Soil Science Society of America

Green tea catechins applied to susceptible hosts inhibit parasitic plant attachment success

Parasitic plants utilize cell wall degrading enzymes (CWDEs) to penetrate their host plant and attach to host vasculature. Inhibition of CWDEs may confer resistance on susceptible hosts, offering a strategy for parasitic plant control. Here, exogenous application of green tea catechins, which inhibit pectin methylesterase (a CWDE), was used to delay parasitic plant attachment. Texas bluebonnet (Lupinus texensis Hook.) was grown with its naturally occurring root hemiparasite, Texas paintbrush (Castilleja indivisa Engelm.).

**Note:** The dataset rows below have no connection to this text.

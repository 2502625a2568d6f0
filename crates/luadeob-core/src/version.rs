use std::fmt::Write;

/// The current version, read from Cargo.toml at compile time.
pub const VERSION: &str = env!("CARGO_PKG_VERSION");

/// Returns a formatted version string including build metadata if available.
#[must_use]
pub fn version_string() -> String {
    let mut s = format!("luadeob {VERSION}");

    if let Some(hash) = option_env!("LUADEOB_BUILD_GIT_HASH") {
        let _ = write!(s, " ({hash})");
    }

    s
}

#[cfg(test)]
mod tests {
    use super::*;

    #[test]
    fn test_version_not_empty() {
        assert!(!VERSION.is_empty());
    }

    #[test]
    fn test_version_string_contains_version() {
        let vs = version_string();
        assert!(vs.contains(VERSION));
        assert!(vs.starts_with("luadeob "));
    }
}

Catechins, fertilizer (ammonium nitrate), or water were added to soil twice weekly. Parasite attachment was detected using Dragendorff reagent. Effects on growth and germination were also assessed. Parasite attachment to the host was prevented by 5 g L–1 of catechins through 20 d and reduced through 36 d after parasite seedling addition. Five grams per liter of catechins delayed germination in Texas bluebonnet but not in Texas paintbrush. To test the effects of CWDE inhibitors on aboveground parasitism, Arabidopsis thaliana (L.) Heynh. seedlings were grown with field dodder (Cuscuta pentagona Engelm.), a promiscuous shoot holoparasite. Ten grams per liter of catechins applied to the A. thaliana shoot surface inhibited field dodder attachment, although prehaustorial development was not affected. Our findings corroborate existing evidence that CWDE inhibition is a critical component of natural resistance to parasitic plants and open a new area of research into the use of exogenous CWDE inhibitors to control parasitic plant attachment.